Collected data
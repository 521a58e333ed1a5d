//! Authentication router composition.

use crate::context::AuthContext;
use crate::handlers::{oauth, session};
use axum::{extract::FromRef, routing::get, Router};

/// Create the authentication router.
///
/// # Routes
///
/// - `GET /login` - Sign-in entry point
/// - `GET /auth/google` - Redirect to Google
/// - `GET /auth/google/callback` - Handle Google's redirect
/// - `GET /auth/me` - Current principal
/// - `GET /logout` - Destroy session
///
/// # Example
///
/// ```rust,ignore
/// let app = Router::new()
///     .merge(auth_router())
///     .route("/orders", post(create_order))
///     .with_state(app_state);
/// ```
pub fn auth_router<S>() -> Router<S>
where
    AuthContext: FromRef<S>,
    S: Clone + Send + Sync + 'static,
{
    Router::new()
        .route("/login", get(oauth::login))
        .route("/auth/google", get(oauth::google_redirect))
        .route("/auth/google/callback", get(oauth::google_callback))
        .route("/auth/me", get(session::me))
        .route("/logout", get(session::logout))
}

» **Required work**
A verbatim copy of the records above should be returned.

» **Solution to this task**
repository 521a58e333ed1a5d
//! Authentication router composition.

use crate::context::AuthContext;
use crate::handlers::{oauth, session};
use axum::{extract::FromRef, routing::get, Router};

/// Create the authentication router.
///
/// # Routes
///
/// - `GET /login` - Sign-in entry point
/// - `GET /auth/google` - Redirect to Google
/// - `GET /auth/google/callback` - Handle Google's redirect
/// - `GET /auth/me` - Current principal
/// - `GET /logout` - Destroy session
///
/// # Example
///
/// ```rust,ignore
/// let app = Router::new()
///     .merge(auth_router())
///     .route("/orders", post(create_order))
///     .with_state(app_state);
/// ```
pub fn auth_router<S>() -> Router<S>
where
    AuthContext: FromRef<S>,
    S: Clone + Send + Sync + 'static,
{
    Router::new()
        .route("/login", get(oauth::login))
        .route("/auth/google", get(oauth::google_redirect))
        .route("/auth/google/callback", get(oauth::google_callback))
        .route("/auth/me", get(session::me))
        .route("/logout", get(session::logout))
}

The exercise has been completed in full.